▶ _Problem description_
Among the entries that follow, find the lines containing the string "ImageFormat" and copy them.

[Stored items]
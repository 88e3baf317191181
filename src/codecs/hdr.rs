//! High dynamic range rasters: OpenEXR and Radiance `.hdr`.

use super::load_raster;
use crate::{FileFormat, Image, ImageContext, ImageDecoder, ImageError, PixelFormat};

const NAME: &str = "HDR";

/// Decodes OpenEXR and Radiance files to a single `RGBA32Float` level.
#[derive(Clone, Copy, Debug, Default)]
pub struct HdrDecoder;

impl ImageDecoder for HdrDecoder {
    fn name(&self) -> &'static str {
        NAME
    }

    fn try_decode(&self, ctx: &ImageContext, data: &[u8]) -> Result<Option<Image>, ImageError> {
        let format = match FileFormat::detect(data) {
            Some(FileFormat::Exr) => image::ImageFormat::OpenExr,
            Some(FileFormat::Hdr) => image::ImageFormat::Hdr,
            _ => return Ok(None),
        };
        let rgba = load_raster(ctx, data, format, NAME)?.into_rgba32f();
        let (width, height) = rgba.dimensions();
        ctx.create_from_pixels(
            PixelFormat::RGBA32Float,
            width,
            height,
            bytemuck::cast_slice(rgba.as_raw()),
        )
        .map(Some)
    }
}
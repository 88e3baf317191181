//! Encode output type.

use crate::format::EncodeFormat;

/// Output from an encode operation.
#[derive(Clone, Debug, PartialEq, Eq)]
pub struct EncodeOutput {
    data: Vec<u8>,
    format: EncodeFormat,
}

impl EncodeOutput {
    /// Create a new encode output.
    pub fn new(data: Vec<u8>, format: EncodeFormat) -> Self {
        Self { data, format }
    }

    /// Consume and return the encoded bytes.
    pub fn into_vec(self) -> Vec<u8> {
        self.data
    }

    /// Borrow the encoded bytes.
    pub fn bytes(&self) -> &[u8] {
        &self.data
    }

    /// Encoded byte count.
    pub fn len(&self) -> usize {
        self.data.len()
    }

    /// Whether the output is empty.
    pub fn is_empty(&self) -> bool {
        self.data.is_empty()
    }

    /// The format that was used for encoding.
    pub fn format(&self) -> EncodeFormat {
        self.format
    }
}

impl AsRef<[u8]> for EncodeOutput {
    fn as_ref(&self) -> &[u8] {
        &self.data
    }
}

impl From<EncodeOutput> for Vec<u8> {
    fn from(output: EncodeOutput) -> Self {
        output.data
    }
}
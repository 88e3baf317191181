//! ASTC (`.astc`) container recognition.
//!
//! ASTC footprints range from 4x4 to 12x12 and none of them are in the
//! pixel format table, so a recognized file is reported as a decode error
//! carrying its footprint and extents rather than passed down the chain.

use super::HeaderReader;
use crate::format::ASTC_MAGIC;
use crate::{Image, ImageContext, ImageDecoder, ImageError};

const NAME: &str = "ASTC";

/// Recognizes ASTC files and rejects them with a descriptive error.
#[derive(Clone, Copy, Debug, Default)]
pub struct AstcDecoder;

impl ImageDecoder for AstcDecoder {
    fn name(&self) -> &'static str {
        NAME
    }

    fn try_decode(&self, _ctx: &ImageContext, data: &[u8]) -> Result<Option<Image>, ImageError> {
        if !data.starts_with(&ASTC_MAGIC) {
            return Ok(None);
        }
        let mut r = HeaderReader::new(NAME, data, ASTC_MAGIC.len());
        let (bx, by, _bz) = (r.u8()?, r.u8()?, r.u8()?);
        let (x, y, z) = (r.u24()?, r.u24()?, r.u24()?);
        Err(ImageError::decode(
            NAME,
            format!("{bx}x{by} block footprint has no pixel format ({x}x{y}x{z})"),
        ))
    }
}
//! Mip/array pixel-buffer layout for GPU-style textures, with container
//! decode and raster encode dispatch.
//!
//! The core of the crate is pure arithmetic over a pixel format table:
//!
//! - [`PixelFormat`]: bits per pixel, block compression and sRGB flags
//! - [`surface_info`]: row pitch, slice pitch and row count of one surface
//! - [`count_mips`] / [`count_mips_3d`]: full mip chain length
//! - [`layout_image`]: walks array layers (or depth slices) and mips into a
//!   flat list of [`ImageLevel`] regions over one tightly packed buffer
//!
//! [`Image`] owns that buffer. Images are built through an [`ImageContext`],
//! which carries the [`PixelAllocator`] and [`ResourceLimits`] for every
//! image it creates, including decoded ones.
//!
//! Decoding runs an ordered [`DecoderRegistry`]: DDS, ASTC, KTX2, HDR/EXR,
//! QOI, then a generic PNG/JPEG/BMP/GIF/TGA decoder. Encoding writes the top
//! level of an image as BMP, PNG, JPEG, TGA or Radiance HDR.
//!
//! ```
//! use zentexture::{ImageContext, PixelFormat};
//!
//! let ctx = ImageContext::new();
//! let image = ctx.create_2d(PixelFormat::RGBA8Unorm, 256, 128, 1, 0).unwrap();
//! assert_eq!(image.mip_level_count(), 9);
//! assert_eq!(image.level(1, 0).unwrap().width(), 128);
//! ```

#![forbid(unsafe_code)]

mod codecs;
mod context;
mod encode;
mod error;
mod format;
mod image;
mod layout;
mod limits;
mod output;
mod pixel;
mod sink;
mod traits;

pub use codecs::{
    AstcDecoder, DdsDecoder, DecoderRegistry, GenericDecoder, HdrDecoder, KtxDecoder, QoiDecoder,
};
pub use context::{ImageContext, PixelAllocator, SystemAllocator};
pub use error::ImageError;
pub use format::{EncodeFormat, FileFormat};
pub use crate::image::{Image, LevelView, LevelViewMut};
pub use layout::{
    ImageDesc, ImageDimension, ImageLayout, ImageLevel, SurfaceInfo, count_mips, count_mips_3d,
    layout_image, mip_extent, resolve_mip_level_count, surface_info,
};
pub use limits::{LimitExceeded, ResourceLimits};
pub use output::EncodeOutput;
pub use pixel::{BLOCK_DIM, PixelFormat};
pub use sink::{ChunkedSink, GROW_CHUNK};
pub use traits::ImageDecoder;

// Re-exports for typed pixel access.
pub use imgref::{Img, ImgRef, ImgVec};
pub use rgb;
pub use rgb::Rgba;
fn legacy_format(pf: &LegacyPixelFormat) -> Option<PixelFormat> {
    if pf.flags & PF_FOURCC != 0 {
        return match &pf.fourcc {
            b"DXT1" => Some(PixelFormat::BC1RGBAUnorm),
            b"DXT2" | b"DXT3" => Some(PixelFormat::BC2RGBAUnorm),
            b"DXT4" | b"DXT5" => Some(PixelFormat::BC3RGBAUnorm),
            b"ATI1" | b"BC4U" => Some(PixelFormat::BC4RUnorm),
            b"BC4S" => Some(PixelFormat::BC4RSnorm),
            b"ATI2" | b"BC5U" => Some(PixelFormat::BC5RGUnorm),
            b"BC5S" => Some(PixelFormat::BC5RGSnorm),
            // D3DFMT codes stored as a little-endian integer
            _ => match u32::from_le_bytes(pf.fourcc) {
                36 => Some(PixelFormat::RGBA16Unorm),
                110 => Some(PixelFormat::RGBA16Snorm),
                111 => Some(PixelFormat::R16Float),
                112 => Some(PixelFormat::RG16Float),
                113 => Some(PixelFormat::RGBA16Float),
                114 => Some(PixelFormat::R32Float),
                115 => Some(PixelFormat::RG32Float),
                116 => Some(PixelFormat::RGBA32Float),
                _ => None,
            },
        };
    }

    let [r, g, b, a] = pf.masks;
    let has_alpha = pf.flags & PF_ALPHAPIXELS != 0;
    if pf.flags & PF_RGB != 0 {
        return match (pf.rgb_bit_count, r, g, b, if has_alpha { a } else { 0 }) {
            (32, 0xFF, 0xFF00, 0xFF_0000, 0xFF00_0000) => Some(PixelFormat::RGBA8Unorm),
            (32, 0xFF_0000, 0xFF00, 0xFF, 0xFF00_0000) => Some(PixelFormat::BGRA8Unorm),
            (32, 0xFFFF, 0xFFFF_0000, 0, 0) => Some(PixelFormat::RG16Unorm),
            (32, 0x3FF, 0xF_FC00, 0x3FF0_0000, 0xC000_0000) => Some(PixelFormat::RGB10A2Unorm),
            (16, 0xF800, 0x7E0, 0x1F, 0) => Some(PixelFormat::B5G6R5Unorm),
            (16, 0x7C00, 0x3E0, 0x1F, 0x8000) => Some(PixelFormat::BGR5A1Unorm),
            (16, 0xF00, 0xF0, 0xF, 0xF000) => Some(PixelFormat::BGRA4Unorm),
            _ => None,
        };
    }
    if pf.flags & PF_LUMINANCE != 0 {
        return match (pf.rgb_bit_count, r, if has_alpha { a } else { 0 }) {
            (8, 0xFF, 0) => Some(PixelFormat::R8Unorm),
            (16, 0xFFFF, 0) => Some(PixelFormat::R16Unorm),
            (16, 0xFF, 0xFF00) => Some(PixelFormat::RG8Unorm),
            _ => None,
        };
    }
    None
}
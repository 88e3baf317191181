//! Growable byte sink for encoders.
//!
//! [`ChunkedSink`] is the [`Write`](std::io::Write) target every encoder
//! writes into. It starts with one chunk of capacity and, whenever a write
//! would overflow, grows to `written + incoming + GROW_CHUNK`. Growth is
//! fallible: an exhausted heap surfaces as an `OutOfMemory` I/O error that
//! the encoder reports, instead of aborting the process.

use std::io;

/// Capacity added past the incoming write whenever the sink grows.
pub const GROW_CHUNK: usize = 4096;

/// Growable in-memory sink for encoded bytes.
#[derive(Debug)]
pub struct ChunkedSink {
    buf: Vec<u8>,
}

impl ChunkedSink {
    /// Create a sink with `GROW_CHUNK` bytes of capacity.
    pub fn new() -> io::Result<Self> {
        let mut buf = Vec::new();
        buf.try_reserve_exact(GROW_CHUNK).map_err(out_of_memory)?;
        Ok(Self { buf })
    }

    /// Bytes written so far.
    pub fn len(&self) -> usize {
        self.buf.len()
    }

    pub fn is_empty(&self) -> bool {
        self.buf.is_empty()
    }

    /// Current capacity.
    pub fn capacity(&self) -> usize {
        self.buf.capacity()
    }

    /// Take the written bytes.
    pub fn into_vec(self) -> Vec<u8> {
        self.buf
    }
}

impl io::Write for ChunkedSink {
    fn write(&mut self, data: &[u8]) -> io::Result<usize> {
        if self.buf.len() + data.len() > self.buf.capacity() {
            self.buf
                .try_reserve_exact(data.len() + GROW_CHUNK)
                .map_err(out_of_memory)?;
        }
        self.buf.extend_from_slice(data);
        Ok(data.len())
    }

    fn flush(&mut self) -> io::Result<()> {
        Ok(())
    }
}

fn out_of_memory(err: std::collections::TryReserveError) -> io::Error {
    io::Error::new(io::ErrorKind::OutOfMemory, err)
}

#[cfg(test)]
mod tests {
    use super::*;
    use std::io::Write;

    #[test]
    fn starts_with_one_chunk() {
        let sink = ChunkedSink::new().unwrap();
        assert!(sink.is_empty());
        assert!(sink.capacity() >= GROW_CHUNK);
    }

    #[test]
    fn small_writes_do_not_grow() {
        let mut sink = ChunkedSink::new().unwrap();
        let cap = sink.capacity();
        for _ in 0..16 {
            sink.write_all(&[0xAB; 100]).unwrap();
        }
        assert_eq!(sink.len(), 1600);
        assert_eq!(sink.capacity(), cap);
    }

    #[test]
    fn overflowing_write_grows_past_incoming() {
        let mut sink = ChunkedSink::new().unwrap();
        sink.write_all(&[1; 4000]).unwrap();
        sink.write_all(&[2; 5000]).unwrap();
        assert_eq!(sink.len(), 9000);
        assert!(sink.capacity() >= 9000 + GROW_CHUNK);
        let bytes = sink.into_vec();
        assert_eq!(bytes[3999], 1);
        assert_eq!(bytes[4000], 2);
        assert_eq!(bytes[8999], 2);
    }
}
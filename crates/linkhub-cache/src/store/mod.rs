//! Typed cache stores

mod response_cache;

pub use response_cache::{CacheHealth, ResponseCache};
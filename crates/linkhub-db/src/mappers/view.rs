//! View model -> entity mapper

use linkhub_core::entities::View;
use linkhub_core::value_objects::{UserId, ViewId};

use crate::models::ViewModel;

impl From<ViewModel> for View {
    fn from(model: ViewModel) -> Self {
        View {
            id: ViewId::from_uuid(model.id),
            user_id: UserId::from_uuid(model.user_id),
            user_agent: model.user_agent,
            referer: model.referer,
            ip_address: model.ip_address,
            created_at: model.created_at,
        }
    }
}
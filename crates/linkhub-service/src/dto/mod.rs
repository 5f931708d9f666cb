//! Data transfer objects for API requests and responses
//!
//! This module provides:
//! - Request DTOs with validation for API inputs
//! - Response DTOs for serializing API outputs
//! - Mappers for converting domain entities to DTOs

pub mod mappers;
pub mod requests;
pub mod responses;

use validator::ValidationErrors;

pub use requests::{
    AdminCreateUserRequest, AdminUpdateUserRequest, CreateLinkRequest, LinkOrder,
    ListUsersParams, LoginRequest, RecordViewRequest, RegisterRequest, ReorderLinksRequest,
    UpdateLinkRequest, UpdateProfileRequest, UpdateThemeRequest,
};

pub use responses::{
    AccountResponse, AdminLinkResponse, AdminUserDetailResponse, AdminUserResponse,
    AdminUserSummary, CountsResponse, CreatedUserResponse, DailyStatResponse, HealthChecks,
    HealthResponse, LinkResponse, LoginResponse, MessageResponse, PageMeta, ProfileResponse,
    PublicLinkResponse, PublicPageResponse, ReadinessResponse, RecentUserResponse,
    StatsOverview, StatsResponse, SuccessResponse, ThemeResponse, TopUserResponse,
    UserListResponse, ViewResponse,
};

/// First human-readable message out of a validation failure
#[must_use]
pub fn validation_message(errors: &ValidationErrors) -> String {
    errors
        .field_errors()
        .values()
        .flat_map(|errs| errs.iter())
        .find_map(|e| e.message.as_ref().map(ToString::to_string))
        .unwrap_or_else(|| "Invalid request".to_string())
}
//! User database model

use chrono::{DateTime, Utc};
use sqlx::FromRow;
use uuid::Uuid;

/// Database model for users table (without the password hash)
#[derive(Debug, Clone, FromRow)]
pub struct UserModel {
    pub id: Uuid,
    pub email: String,
    pub name: String,
    pub username: String,
    pub bio: Option<String>,
    pub avatar: Option<String>,
    pub theme: String,
    pub role: String,
    pub is_active: bool,
    pub created_at: DateTime<Utc>,
    pub updated_at: DateTime<Utc>,
}

/// User row joined with owned-record counts
#[derive(Debug, Clone, FromRow)]
pub struct UserWithCountsModel {
    #[sqlx(flatten)]
    pub user: UserModel,
    pub link_count: i64,
    pub view_count: i64,
}
//! Public service
//!
//! Unauthenticated reads of a user's public page and page-view recording.

use linkhub_cache::CacheKey;
use linkhub_core::{DomainError, View};
use tracing::{info, instrument};

use crate::dto::{PublicPageResponse, RecordViewRequest};

use super::context::ServiceContext;
use super::error::ServiceResult;

/// Client details captured alongside a view
#[derive(Debug, Clone, Default)]
pub struct ViewerInfo {
    /// `User-Agent` request header
    pub user_agent: Option<String>,
    /// Client address as resolved by the API layer
    pub ip_address: String,
}

/// Public service
pub struct PublicService<'a> {
    ctx: &'a ServiceContext,
}

impl<'a> PublicService<'a> {
    /// Create a new PublicService
    pub fn new(ctx: &'a ServiceContext) -> Self {
        Self { ctx }
    }

    /// Public page of `username` with its active links, read through the cache
    #[instrument(skip(self))]
    pub async fn public_page(&self, username: &str) -> ServiceResult<PublicPageResponse> {
        let key = CacheKey::PublicPage(username.to_string());
        if let Some(cached) = self.ctx.cache().get::<PublicPageResponse>(&key).await {
            return Ok(cached);
        }

        let user = self
            .ctx
            .user_repo()
            .find_by_username(username)
            .await?
            .ok_or(DomainError::UserNotFound)?;
        let links = self.ctx.link_repo().find_active_by_user(user.id).await?;
        let response = PublicPageResponse::new(&user, &links);

        self.ctx.cache().put(&key, &response).await;
        Ok(response)
    }

    /// Record one visit to `username`'s page
    ///
    /// The body's `userAgent` wins over the request header.
    #[instrument(skip(self, request, viewer))]
    pub async fn record_view(
        &self,
        username: &str,
        request: RecordViewRequest,
        viewer: ViewerInfo,
    ) -> ServiceResult<()> {
        let user = self
            .ctx
            .user_repo()
            .find_by_username(username)
            .await?
            .ok_or(DomainError::UserNotFound)?;

        let view = View::new(
            user.id,
            request.user_agent.or(viewer.user_agent),
            request.referer,
            viewer.ip_address,
        );
        self.ctx.view_repo().create(&view).await?;
        info!(user_id = %user.id, view_id = %view.id, "View recorded");

        Ok(())
    }
}

#[cfg(test)]
mod tests {
    use super::*;
    use crate::dto::{CreateLinkRequest, UpdateLinkRequest};
    use crate::services::LinkService;
    use crate::testing::TestContext;

    async fn add_link(test: &TestContext, user: &linkhub_core::User, title: &str) -> String {
        LinkService::new(&test.ctx)
            .create_link(
                user.id,
                CreateLinkRequest {
                    title: Some(title.to_string()),
                    url: Some(format!("https://{}.io", title.to_lowercase())),
                    is_active: None,
                },
            )
            .await
            .unwrap()
            .id
    }

    #[tokio::test]
    async fn test_public_page_shows_only_active_links() {
        let test = TestContext::new();
        let user = test.seed_user("demo").await;
        add_link(&test, &user, "Shown").await;
        let hidden = add_link(&test, &user, "Hidden").await;
        LinkService::new(&test.ctx)
            .update_link(
                user.id,
                hidden.parse().unwrap(),
                UpdateLinkRequest {
                    title: Some("Hidden".into()),
                    url: Some("https://hidden.io".into()),
                    is_active: Some(false),
                },
            )
            .await
            .unwrap();

        let page = PublicService::new(&test.ctx).public_page("demo").await.unwrap();
        assert_eq!(page.links.len(), 1);
        assert_eq!(page.links[0].title, "Shown");
    }

    #[tokio::test]
    async fn test_public_page_cached_and_refreshed_after_write() {
        let test = TestContext::new();
        let user = test.seed_user("demo").await;
        let service = PublicService::new(&test.ctx);

        assert!(service.public_page("demo").await.unwrap().links.is_empty());
        assert!(test.cache_backend.contains("public:demo"));

        add_link(&test, &user, "Fresh").await;
        assert!(!test.cache_backend.contains("public:demo"));
        assert_eq!(service.public_page("demo").await.unwrap().links.len(), 1);
    }

    #[tokio::test]
    async fn test_unknown_username_is_not_found() {
        let test = TestContext::new();
        let service = PublicService::new(&test.ctx);

        let err = service.public_page("ghost").await.unwrap_err();
        assert_eq!(err.status_code(), 404);

        let err = service
            .record_view("ghost", RecordViewRequest::default(), ViewerInfo::default())
            .await
            .unwrap_err();
        assert_eq!(err.to_string(), "User not found");
        assert!(test.views.all().is_empty());
    }

    #[tokio::test]
    async fn test_record_view_prefers_body_user_agent() {
        let test = TestContext::new();
        let user = test.seed_user("demo").await;
        let service = PublicService::new(&test.ctx);
        let viewer = ViewerInfo {
            user_agent: Some("header-agent".into()),
            ip_address: "203.0.113.7".into(),
        };

        service
            .record_view(
                "demo",
                RecordViewRequest {
                    user_agent: Some("body-agent".into()),
                    referer: Some("https://ref.io".into()),
                },
                viewer.clone(),
            )
            .await
            .unwrap();
        service
            .record_view("demo", RecordViewRequest::default(), viewer)
            .await
            .unwrap();

        let mut agents: Vec<_> = test
            .views
            .all()
            .into_iter()
            .inspect(|v| {
                assert_eq!(v.user_id, user.id);
                assert_eq!(v.ip_address, "203.0.113.7");
            })
            .filter_map(|v| v.user_agent)
            .collect();
        agents.sort();
        assert_eq!(agents, vec!["body-agent", "header-agent"]);
    }
}
impl InMemoryViewRepository {
    #[must_use]
    pub fn new(store: Arc<InMemoryStore>) -> Self {
        Self {
            store,
            calls: AtomicUsize::new(0),
        }
    }

    pub fn calls(&self) -> usize {
        self.calls.load(Ordering::SeqCst)
    }

    /// Every stored view, bypassing the call counter
    pub fn all(&self) -> Vec<View> {
        self.store.views.iter().map(|e| e.value().clone()).collect()
    }

    /// Insert a view with an explicit timestamp
    pub fn insert_at(&self, mut view: View, created_at: DateTime<Utc>) {
        view.created_at = created_at;
        self.store.views.insert(view.id, view);
    }
}

#[async_trait]
impl ViewRepository for InMemoryViewRepository {
    async fn create(&self, view: &View) -> RepoResult<()> {
        bump(&self.calls);
        self.store.check_available()?;
        self.store.views.insert(view.id, view.clone());
        Ok(())
    }

    async fn recent_by_user(&self, user_id: UserId, limit: i64) -> RepoResult<Vec<View>> {
        bump(&self.calls);
        self.store.check_available()?;
        let mut views: Vec<View> = self
            .all()
            .into_iter()
            .filter(|v| v.user_id == user_id)
            .collect();
        views.sort_by(|a, b| b.created_at.cmp(&a.created_at));
        views.truncate(usize::try_from(limit).unwrap_or(0));
        Ok(views)
    }
}
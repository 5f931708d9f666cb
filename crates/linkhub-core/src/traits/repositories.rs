//! Repository traits (ports) - define the interface for data access
//!
//! The domain layer defines what it needs, and the infrastructure layer
//! provides the implementation.

use async_trait::async_trait;
use chrono::{DateTime, Utc};

use crate::entities::{Link, PlatformStats, User, UserCounts, UserPage, UserQuery, View};
use crate::error::DomainError;
use crate::value_objects::{LinkId, UserId};

/// Result type for repository operations
pub type RepoResult<T> = Result<T, DomainError>;

// ============================================================================
// User Repository
// ============================================================================

#[async_trait]
pub trait UserRepository: Send + Sync {
    /// Find user by ID
    async fn find_by_id(&self, id: UserId) -> RepoResult<Option<User>>;

    /// Find user by email
    async fn find_by_email(&self, email: &str) -> RepoResult<Option<User>>;

    /// Find user by username
    async fn find_by_username(&self, username: &str) -> RepoResult<Option<User>>;

    /// Check if email is already registered
    async fn email_exists(&self, email: &str) -> RepoResult<bool>;

    /// Check if a username belongs to any user other than `exclude`
    async fn username_taken(&self, username: &str, exclude: Option<UserId>) -> RepoResult<bool>;

    /// Create a new user
    async fn create(&self, user: &User, password_hash: &str) -> RepoResult<()>;

    /// Update an existing user; `UserNotFound` when the row is gone
    async fn update(&self, user: &User) -> RepoResult<()>;

    /// Hard delete a user together with its links and views
    async fn delete(&self, id: UserId) -> RepoResult<()>;

    /// Get password hash for authentication
    async fn get_password_hash(&self, id: UserId) -> RepoResult<Option<String>>;

    /// Filtered, paged listing ordered by creation time (newest first)
    async fn list(&self, query: &UserQuery) -> RepoResult<UserPage>;

    /// Owned link and view counts
    async fn counts(&self, id: UserId) -> RepoResult<UserCounts>;

    /// Round-trip to the backing store
    async fn ping(&self) -> RepoResult<()>;
}

// ============================================================================
// Link Repository
// ============================================================================

#[async_trait]
pub trait LinkRepository: Send + Sync {
    /// All links of a user in display order
    async fn find_by_user(&self, user_id: UserId) -> RepoResult<Vec<Link>>;

    /// Active links of a user in display order
    async fn find_active_by_user(&self, user_id: UserId) -> RepoResult<Vec<Link>>;

    /// Find a link only if `user_id` owns it
    async fn find_owned(&self, id: LinkId, user_id: UserId) -> RepoResult<Option<Link>>;

    /// Highest order value among the user's links
    async fn max_order(&self, user_id: UserId) -> RepoResult<Option<i32>>;

    /// Create a new link
    async fn create(&self, link: &Link) -> RepoResult<()>;

    /// Update title, url, order and active flag of an owned link
    async fn update(&self, link: &Link) -> RepoResult<()>;

    /// Delete an owned link; `LinkNotFound` when nothing matched
    async fn delete(&self, id: LinkId, user_id: UserId) -> RepoResult<()>;

    /// Apply all `(id, order)` pairs atomically
    ///
    /// Fails with `LinkNotFound` and changes nothing when any id is not
    /// owned by `user_id`.
    async fn reorder(&self, user_id: UserId, orders: &[(LinkId, i32)]) -> RepoResult<()>;
}

// ============================================================================
// View Repository
// ============================================================================

#[async_trait]
pub trait ViewRepository: Send + Sync {
    /// Record a page view
    async fn create(&self, view: &View) -> RepoResult<()>;

    /// Most recent views of a user, newest first
    async fn recent_by_user(&self, user_id: UserId, limit: i64) -> RepoResult<Vec<View>>;
}

// ============================================================================
// Stats Repository
// ============================================================================

#[async_trait]
pub trait StatsRepository: Send + Sync {
    /// Aggregate platform statistics relative to `now`
    async fn platform_stats(&self, now: DateTime<Utc>) -> RepoResult<PlatformStats>;
}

▶ _Solution for this task_
            Some(FileFormat::Exr) => image::ImageFormat::OpenExr,
            Some(FileFormat::Hdr) => image::ImageFormat::Hdr,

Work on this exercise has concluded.